**Exercise details**
Transcribe every record exactly.
Start of Block
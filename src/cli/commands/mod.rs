//! CLI command implementations.

mod ask;
mod chat;
mod config;
mod index;
mod serve;

pub use ask::run_ask;
pub use chat::run_chat;
pub use config::run_config;
pub use index::run_index;
pub use serve::run_serve;

use crate::config::Settings;
use crate::embedding::{Embedder, OpenAIEmbedder};
use crate::error::Result;
use crate::llm::ChatModel;
use crate::rag::RagEngine;
use crate::sources::UrlMapping;
use crate::vector_store::{check_dimensions, SqliteVectorStore, VectorStore};
use std::sync::Arc;
use tracing::info;

/// Load the startup resources and assemble the answering engine.
///
/// A missing index or credential is an error, as is an index built with a
/// different embedding size; a missing URL mapping only means answers carry
/// no sources.
pub(crate) async fn open_engine(settings: &Settings) -> Result<RagEngine> {
    let store = Arc::new(SqliteVectorStore::open(&settings.index_path())?);
    info!("Index holds {} passages", store.passage_count().await?);

    let embedder = Arc::new(OpenAIEmbedder::from_settings(&settings.embedding)?);
    check_dimensions(store.as_ref(), embedder.dimensions()).await?;
    let model = Arc::new(ChatModel::from_settings(&settings.llm)?);
    let mapping = Arc::new(UrlMapping::load(&settings.mapping_path())?);

    Ok(RagEngine::new(store, embedder, model, mapping))
}
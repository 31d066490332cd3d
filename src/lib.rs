//! docchat - Document chat with streamed, source-attributed answers
//!
//! A retrieval-augmented chat service over a prebuilt passage index, and a
//! terminal client that renders answers while they stream in.
//!
//! # Overview
//!
//! docchat allows you to:
//! - Build a passage index from a directory of text, markdown and HTML files
//! - Serve answers over HTTP, streamed token by token with their source URLs
//! - Chat with such a service from the terminal, with a live typing effect
//!
//! # Architecture
//!
//! The library is organized into several modules:
//!
//! - `config` - Configuration management and the answer prompt
//! - `chunking` - Splitting documents into passages
//! - `embedding` - Embedding generation
//! - `vector_store` - Passage index abstraction
//! - `indexer` - Index building
//! - `sources` - Filename to URL mapping
//! - `llm` - Streaming language model
//! - `rag` - Retrieval and prompt assembly
//! - `protocol` - Response framings and their incremental decoders
//! - `server` - HTTP chat service
//! - `client` - Streaming chat client and transcript
//!
//! # Example
//!
//! ```rust,no_run
//! use docchat::client::{ChatClient, Transcript};
//! use docchat::protocol::WireFormat;
//!
//! #[tokio::main]
//! async fn main() -> anyhow::Result<()> {
//!     let client = ChatClient::new("http://localhost:8000/api/chat/", None, WireFormat::Events)?;
//!
//!     let (transcript, answer) = client
//!         .converse(Transcript::new(), "What services does i2e offer?", |snapshot| {
//!             eprintln!("{} chars so far", snapshot.text.len());
//!         })
//!         .await;
//!
//!     println!("{}", answer?.text);
//!     println!("{} turns", transcript.len());
//!     Ok(())
//! }
//! ```

pub mod chunking;
pub mod cli;
pub mod client;
pub mod config;
pub mod embedding;
pub mod error;
pub mod indexer;
pub mod llm;
pub mod openai;
pub mod protocol;
pub mod rag;
pub mod server;
pub mod sources;
pub mod vector_store;

#[cfg(test)]
pub(crate) mod testing;

pub use error::{DocchatError, Result};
End of Block
**The completed task**
filename src/cli/commands/mod.rs
//! CLI command implementations.

mod ask;
mod chat;
mod config;
mod index;
mod serve;

pub use ask::run_ask;
pub use chat::run_chat;
pub use config::run_config;
pub use index::run_index;
pub use serve::run_serve;

use crate::config::Settings;
use crate::embedding::{Embedder, OpenAIEmbedder};
use crate::error::Result;
use crate::llm::ChatModel;
use crate::rag::RagEngine;
use crate::sources::UrlMapping;
use crate::vector_store::{check_dimensions, SqliteVectorStore, VectorStore};
use std::sync::Arc;
use tracing::info;

/// Load the startup resources and assemble the answering engine.
///
/// A missing index or credential is an error, as is an index built with a
/// different embedding size; a missing URL mapping only means answers carry
/// no sources.
pub(crate) async fn open_engine(settings: &Settings) -> Result<RagEngine> {
    let store = Arc::new(SqliteVectorStore::open(&settings.index_path())?);
    info!("Index holds {} passages", store.passage_count().await?);

    let embedder = Arc::new(OpenAIEmbedder::from_settings(&settings.embedding)?);
    check_dimensions(store.as_ref(), embedder.dimensions()).await?;
    let model = Arc::new(ChatModel::from_settings(&settings.llm)?);
    let mapping = Arc::new(UrlMapping::load(&settings.mapping_path())?);

    Ok(RagEngine::new(store, embedder, model, mapping))
}
repository 31d066490332cd3d
filename src/lib.rs
//! docchat - Document chat with streamed, source-attributed answers
//!
//! A retrieval-augmented chat service over a prebuilt passage index, and a
//! terminal client that renders answers while they stream in.
//!
//! # Overview
//!
//! docchat allows you to:
//! - Build a passage index from a directory of text, markdown and HTML files
//! - Serve answers over HTTP, streamed token by token with their source URLs
//! - Chat with such a service from the terminal, with a live typing effect
//!
//! # Architecture
//!
//! The library is organized into several modules:
//!
//! - `config` - Configuration management and the answer prompt
//! - `chunking` - Splitting documents into passages
//! - `embedding` - Embedding generation
//! - `vector_store` - Passage index abstraction
//! - `indexer` - Index building
//! - `sources` - Filename to URL mapping
//! - `llm` - Streaming language model
//! - `rag` - Retrieval and prompt assembly
//! - `protocol` - Response framings and their incremental decoders
//! - `server` - HTTP chat service
//! - `client` - Streaming chat client and transcript
//!
//! # Example
//!
//! ```rust,no_run
//! use docchat::client::{ChatClient, Transcript};
//! use docchat::protocol::WireFormat;
//!
//! #[tokio::main]
//! async fn main() -> anyhow::Result<()> {
//!     let client = ChatClient::new("http://localhost:8000/api/chat/", None, WireFormat::Events)?;
//!
//!     let (transcript, answer) = client
//!         .converse(Transcript::new(), "What services does i2e offer?", |snapshot| {
//!             eprintln!("{} chars so far", snapshot.text.len());
//!         })
//!         .await;
//!
//!     println!("{}", answer?.text);
//!     println!("{} turns", transcript.len());
//!     Ok(())
//! }
//! ```

pub mod chunking;
pub mod cli;
pub mod client;
pub mod config;
pub mod embedding;
pub mod error;
pub mod indexer;
pub mod llm;
pub mod openai;
pub mod protocol;
pub mod rag;
pub mod server;
pub mod sources;
pub mod vector_store;

#[cfg(test)]
pub(crate) mod testing;

pub use error::{DocchatError, Result};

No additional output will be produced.